OK, so first let's write out the equation:

1) Na₂CO₃ + 2HNO₃ ------> 2NaNO₃ + H₂O + CO₂

Now let's separate everything into its constituent ions:

2) 2Na⁺ + CO₃^2- + 2H⁺ + 2NO₃^- ------> 2Na⁺ + 2NO₃^- + H₂O + CO₂

Now, ions or species which are on both sides of the arrow can be cancelled therefore final answer is:

3) CO₃^2- + 2H⁺ ----> H₂O + CO₂.




Try this method with the HCl example and quote me if you're having problems

One I'm finding quite difficult is the reaction between Sodium sulfate and barium chloride:
Ba2+ + 2Cl- + 2Na+ + SO4-2 -------> Ba2+ + 2SO4-2 + 2Na+ + 2Cl-

All ions are present on both sides, how do I know which are spectators and which aren't?

I'm going to try and help based on what I did in Chemistry A Level a couple of years ago.

On the right you've just added in an extra SO₄^2- out of nowhere.

If I remember:
BaCl₂ + Na₂SO₄ --> BaSO₄ + 2NaCl

So the ionic equation, including spectators, would be:

Ba²⁺ + 2Cl^- + 2Na⁺ + SO₄^2- -------> BaSO₄ + 2Na⁺ + 2Cl^-

This is the same equation as the one you wrote; except that (a) the extra SO₄^2- has been removed, and (b) I've not ionised the BaSO₄​, as it is a solid. Now I'll let you remove the spectators and come up with an ionic equation.

Thanks, the extra sulfate ion was a typo. The reason I couldn't do this was because BaSO4 is insoluble. Will there always be at least 1 compound which is either insoluble or non ionic?

The ionic equation should be:
Ba(2+)+SO4(2-)--->BaSO4(s)

I can't remember whether this is the case or not, but it may help to write the states of each ion or compound, to help.

Though chances are there would be - otherwise all of the ions would be the same each side of the arrow.

Hope I've helped!

Edit: Just checked and you have got the correct equation.

Ionic equation: CuO+2H(+)+2Cl(-)----->Cu(2+)+2Cl(-)+H2O(l)
Final equation: CuO(s)+2H(+)---->Cu(2+)+H2O(l)

Is this correct or completely wrong?

One I'm finding quite difficult is the reaction between Sodium sulfate and barium chloride:
Ba2+ + 2Cl- + 2Na+ + SO4-2 -------> Ba2+ + 2SO4-2 + 2Na+ + 2Cl-

All ions are present on both sides, how do I know which are spectators and which aren't?
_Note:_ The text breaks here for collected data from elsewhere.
//! RPC method handler for the Typeset JSON-RPC host.
//!
//! Kept apart from `rpc_server.rs` so it can be unit-tested. `handle_method`
//! dispatches each call to the `App`.

use std::collections::HashMap;
use std::sync::Mutex;

use serde_json::{json, Value};

use crate::app::App;
use crate::managers::tab_manager::TabManagerTrait;
use crate::page::dom::{Document, NodeId};
use crate::services::config_engine::ConfigEngineTrait;
use crate::services::editor_form::{Control, EditorForm};
use crate::services::popup_editor::PopupEditor;
use crate::services::settings_manager::SettingsManager;
use crate::services::settings_store::SettingsStoreTrait;
use crate::services::style_injector::InjectorState;
use crate::types::message::{ContextKind, Message, Response};
use crate::types::settings::ThemeMode;
use crate::types::storage::{KeySelector, StorageArea};

fn str_param<'a>(params: &'a Value, name: &str) -> Result<&'a str, String> {
    params
        .get(name)
        .and_then(|v| v.as_str())
        .ok_or_else(|| format!("missing {}", name))
}

fn form_json(form: &EditorForm) -> Value {
    let mut map = serde_json::Map::new();
    for control in Control::ALL {
        map.insert(control.name().to_string(), json!(form.value(control)));
    }
    Value::Object(map)
}

fn popup_json(popup: &PopupEditor) -> Value {
    json!({
        "tab": popup.tab_id(),
        "host": popup.host(),
        "form": form_json(popup.form()),
        "theme": popup.theme().as_str(),
        "uiFont": popup.globals().ui_font,
        "extensionLanguage": popup.globals().extension_language,
        "cspWarning": popup.csp_warning(),
    })
}

fn sites_json(manager: &SettingsManager) -> Value {
    let sites: Vec<Value> = manager.sites().iter().map(|s| s.to_value()).collect();
    json!({
        "sites": sites,
        "theme": manager.globals().theme.as_str(),
        "status": manager.status(),
    })
}

fn responses_json(responses: &[Response]) -> Value {
    json!(responses)
}

fn parse_context(name: &str) -> Result<ContextKind, String> {
    match name {
        "dispatcher" => Ok(ContextKind::Dispatcher),
        "popup" => Ok(ContextKind::Popup),
        "manager" | "settings_manager" => Ok(ContextKind::SettingsManager),
        other => Err(format!("unknown context: {}", other)),
    }
}

fn parse_area(name: Option<&str>) -> Result<StorageArea, String> {
    match name.unwrap_or("local") {
        "local" => Ok(StorageArea::Local),
        "session" => Ok(StorageArea::Session),
        other => Err(format!("unknown area: {}", other)),
    }
}

fn parse_keys(value: Option<&Value>) -> KeySelector {
    match value {
        Some(Value::String(key)) => KeySelector::One(key.clone()),
        Some(Value::Array(keys)) => KeySelector::Many(
            keys.iter()
                .filter_map(|k| k.as_str().map(str::to_string))
                .collect(),
        ),
        _ => KeySelector::All,
    }
}

/// Resolves a node reference: `"html"`, `"head"`, `"body"` or a numeric id.
fn resolve_node(doc: &Document, value: Option<&Value>) -> Result<NodeId, String> {
    let node = match value {
        Some(Value::String(name)) if name == "html" => doc.document_element(),
        Some(Value::String(name)) if name == "head" => doc.head(),
        Some(Value::String(name)) if name == "body" || name.is_empty() => doc.body(),
        Some(Value::Number(n)) => n.as_u64().ok_or("invalid node id")? as NodeId,
        None => doc.body(),
        Some(other) => return Err(format!("invalid node: {}", other)),
    };
    if doc.contains(node) {
        Ok(node)
    } else {
        Err(format!("unknown node: {}", node))
    }
}

/// Applies one page-script mutation to a document.
fn mutate_document(doc: &mut Document, params: &Value) -> Result<Value, String> {
    let op = str_param(params, "op")?;
    let target = resolve_node(doc, params.get("node"))?;
    match op {
        "append" => {
            let tag = str_param(params, "tag")?;
            let node = doc.append_element(target, tag);
            Ok(json!({"node": node}))
        }
        "remove" => Ok(json!({"removed": doc.remove(target)})),
        "set_attribute" => {
            let name = str_param(params, "name")?;
            let value = str_param(params, "value")?;
            doc.set_attribute(target, name, value);
            Ok(json!({"node": target}))
        }
        "remove_attribute" => {
            let name = str_param(params, "name")?;
            doc.remove_attribute(target, name);
            Ok(json!({"node": target}))
        }
        "set_text" => {
            let text = str_param(params, "text")?;
            doc.set_text(target, text);
            Ok(json!({"node": target}))
        }
        "attach_shadow" => {
            let root = doc.attach_shadow(target);
            Ok(json!({"node": root}))
        }
        other => Err(format!("unknown op: {}", other)),
    }
}

/// Dispatch a JSON-RPC method call to the appropriate handler.
///
/// Returns `Ok(Value)` on success or `Err(String)` with an error message.
pub fn handle_method(app: &Mutex<App>, method: &str, params: &Value) -> Result<Value, String> {
    match method {
        "ping" => Ok(json!({"pong": true, "version": env!("CARGO_PKG_VERSION")})),

        // ─── Tabs ───
        "tab.open" => {
            let url = str_param(params, "url")?;
            let mut a = app.lock().map_err(|e| e.to_string())?;
            let id = a.open_tab(url).map_err(|e| e.to_string())?;
            let info = a
                .tab_manager
                .get_tab(&id)
                .map(|t| json!(t.info))
                .unwrap_or(Value::Null);
            Ok(info)
        }
        "tab.navigate" => {
            let id = str_param(params, "id")?;
            let url = str_param(params, "url")?;
            let mut a = app.lock().map_err(|e| e.to_string())?;
            a.navigate(id, url).map_err(|e| e.to_string())?;
            Ok(json!({"ok": true}))
        }
        "tab.close" => {
            let id = str_param(params, "id")?;
            let mut a = app.lock().map_err(|e| e.to_string())?;
            a.close_tab(id).map_err(|e| e.to_string())?;
            Ok(json!({"ok": true}))
        }
        "tab.list" => {
            let a = app.lock().map_err(|e| e.to_string())?;
            Ok(json!(a.tab_manager.list_tabs()))
        }
        "tab.dom" => {
            let id = str_param(params, "id")?;
            let a = app.lock().map_err(|e| e.to_string())?;
            let doc = a.document(id).ok_or_else(|| format!("tab not found: {}", id))?;
            let injector = a.injector(id);
            let state = match injector.map(|i| i.state()) {
                None => "none",
                Some(InjectorState::Uninitialized) => "uninitialized",
                Some(InjectorState::LoadingSettings) => "loading",
                Some(InjectorState::Idle) => "idle",
                Some(InjectorState::Styled(_)) => "styled",
            };
            Ok(json!({
                "html": doc.to_html(),
                "state": state,
                "applyCount": injector.map(|i| i.apply_count()).unwrap_or(0),
                "reapplyCount": injector.map(|i| i.reapply_count()).unwrap_or(0),
            }))
        }
        "tab.font_loaded" => {
            let id = str_param(params, "id")?;
            let loaded = params.get("loaded").and_then(|v| v.as_bool()).unwrap_or(true);
            let mut a = app.lock().map_err(|e| e.to_string())?;
            let delivered = a.complete_font_load(id, loaded).map_err(|e| e.to_string())?;
            Ok(json!({"delivered": delivered}))
        }
        "page.mutate" => {
            let id = str_param(params, "id")?;
            let mut a = app.lock().map_err(|e| e.to_string())?;
            let doc = a
                .document_mut(id)
                .ok_or_else(|| format!("tab not found: {}", id))?;
            mutate_document(doc, params)
        }

        // ─── Popup ───
        "popup.open" => {
            let tab = str_param(params, "tab")?;
            let mut a = app.lock().map_err(|e| e.to_string())?;
            let popup = a.open_popup(tab).map_err(|e| e.to_string())?;
            Ok(popup_json(popup))
        }
        "popup.state" => {
            let a = app.lock().map_err(|e| e.to_string())?;
            let popup = a.popup.as_ref().ok_or("popup is not open")?;
            Ok(popup_json(popup))
        }
        "popup.edit" => {
            let control = Control::parse(str_param(params, "control")?).map_err(|e| e.to_string())?;
            let value = str_param(params, "value")?;
            let mut a = app.lock().map_err(|e| e.to_string())?;
            let tuple = a.popup_edit(control, value).map_err(|e| e.to_string())?;
            Ok(json!(tuple))
        }
        "popup.reset" => {
            let mut a = app.lock().map_err(|e| e.to_string())?;
            a.popup_reset().map_err(|e| e.to_string())?;
            Ok(json!({"ok": true}))
        }
        "popup.theme" => {
            let theme = ThemeMode::parse(str_param(params, "theme")?);
            let mut a = app.lock().map_err(|e| e.to_string())?;
            let responses = a.popup_set_theme(theme).map_err(|e| e.to_string())?;
            Ok(responses_json(&responses))
        }
        "popup.ui_font" => {
            let font = str_param(params, "font")?;
            let mut a = app.lock().map_err(|e| e.to_string())?;
            a.popup_set_ui_font(font).map_err(|e| e.to_string())?;
            Ok(json!({"ok": true}))
        }
        "popup.language" => {
            let language = str_param(params, "language")?;
            let mut a = app.lock().map_err(|e| e.to_string())?;
            a.popup_set_language(language).map_err(|e| e.to_string())?;
            Ok(json!({"ok": true}))
        }
        "popup.close" => {
            let mut a = app.lock().map_err(|e| e.to_string())?;
            a.close_popup();
            Ok(json!({"ok": true}))
        }

        // ─── Settings manager ───
        "manager.open" => {
            let mut a = app.lock().map_err(|e| e.to_string())?;
            let manager = a.open_settings_manager().map_err(|e| e.to_string())?;
            Ok(sites_json(manager))
        }
        "manager.sites" => {
            let a = app.lock().map_err(|e| e.to_string())?;
            let manager = a.settings_manager.as_ref().ok_or("settings manager is not open")?;
            Ok(sites_json(manager))
        }
        "manager.edit" => {
            let host = str_param(params, "host")?;
            let control = Control::parse(str_param(params, "control")?).map_err(|e| e.to_string())?;
            let value = str_param(params, "value")?;
            let mut a = app.lock().map_err(|e| e.to_string())?;
            let tuple = a.manager_edit(host, control, value).map_err(|e| e.to_string())?;
            Ok(json!(tuple))
        }
        "manager.remove" => {
            let host = str_param(params, "host")?;
            let mut a = app.lock().map_err(|e| e.to_string())?;
            a.manager_remove(host).map_err(|e| e.to_string())?;
            Ok(json!({"ok": true}))
        }
        "manager.export" => {
            let mut a = app.lock().map_err(|e| e.to_string())?;
            let file = a.manager_export().map_err(|e| e.to_string())?;
            Ok(json!({
                "fileName": file.file_name,
                "downloadUrl": file.download_url,
                "json": file.json,
            }))
        }
        "manager.import" => {
            let text = str_param(params, "json")?;
            let mut a = app.lock().map_err(|e| e.to_string())?;
            let (count, responses) = a.manager_import(text).map_err(|e| e.to_string())?;
            Ok(json!({"count": count, "responses": responses_json(&responses)}))
        }
        "manager.reset_all" => {
            let mut a = app.lock().map_err(|e| e.to_string())?;
            a.manager_reset_all().map_err(|e| e.to_string())?;
            Ok(json!({"ok": true}))
        }
        "manager.close" => {
            let mut a = app.lock().map_err(|e| e.to_string())?;
            a.close_settings_manager();
            Ok(json!({"ok": true}))
        }

        // ─── Store and bus ───
        "store.get" => {
            let area = parse_area(params.get("area").and_then(|v| v.as_str()))?;
            let keys = parse_keys(params.get("keys"));
            let a = app.lock().map_err(|e| e.to_string())?;
            let map = a.store.get(area, keys).map_err(|e| e.to_string())?;
            Ok(Value::Object(map))
        }
        "message.send" => {
            let from = parse_context(params.get("from").and_then(|v| v.as_str()).unwrap_or("popup"))?;
            let message = params.get("message").ok_or("missing message")?;
            let message = Message::from_value(message).map_err(|e| e.to_string())?;
            if message.is_page_command() {
                return Err(format!("{} must be sent to a tab", message.name()));
            }
            let mut a = app.lock().map_err(|e| e.to_string())?;
            let responses = a.send_message(from, message);
            Ok(responses_json(&responses))
        }

        // ─── Host config ───
        "config.get" => {
            let a = app.lock().map_err(|e| e.to_string())?;
            let config = serde_json::to_value(a.config()).map_err(|e| e.to_string())?;
            Ok(json!({"path": a.config_engine.get_config_path(), "config": config}))
        }
        "config.set" => {
            let key = str_param(params, "key")?;
            let value = params.get("value").cloned().ok_or("missing value")?;
            let mut a = app.lock().map_err(|e| e.to_string())?;
            a.set_config_value(key, value).map_err(|e| e.to_string())?;
            Ok(json!({"ok": true, "restartRequired": true}))
        }
        "config.reset" => {
            let mut a = app.lock().map_err(|e| e.to_string())?;
            a.reset_config().map_err(|e| e.to_string())?;
            Ok(json!({"ok": true, "restartRequired": true}))
        }

        // ─── Localization ───
        "i18n.t" => {
            let key = str_param(params, "key")?;
            let values: Option<HashMap<String, String>> =
                params.get("params").and_then(|v| v.as_object()).map(|map| {
                    map.iter()
                        .map(|(k, v)| {
                            let text = v.as_str().map(str::to_string).unwrap_or_else(|| v.to_string());
                            (k.clone(), text)
                        })
                        .collect()
                });
            let mut a = app.lock().map_err(|e| e.to_string())?;
            let text = a.translate(key, values.as_ref()).map_err(|e| e.to_string())?;
            Ok(json!({"text": text}))
        }
        "i18n.locales" => {
            let a = app.lock().map_err(|e| e.to_string())?;
            Ok(json!(a.available_locales()))
        }

        _ => Err(format!("unknown method: {}", method)),
    }
}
In such cases think about solubility rules. Sometimes there is no reaction at all.

Ok, for the HCL one:

balanced equation: CuO(s)+2HCl(aq)---->CuCl2(aq)+H2O(l)
Is CuO solid state symbol since it's not soluble. Also, am I supposed to know it's insoluble and it won't dissociate into ions? Is there a rule for knowing when they do or don't when writing out ionic equations? Since CuCl is soluble, am I right in breaking that into ions?

Ionic equation: CuO+2H(+)+2Cl(-)----->Cu(2+)+2Cl(-)+H2O(l)
Final equation: CuO(s)+2H(+)---->Cu(2+)+H2O(l)

Is this correct or completely wrong?

Just replied earlier in that the BaSo₄ is a solid and is thus insoluble.

Yes, but checking solubility rules gives a general method, that can be applied to any reaction.

I do remember that there were solubility rules but can't remember the specifics as it was about 2 to 3 years ago that I did my A Level Chemistry.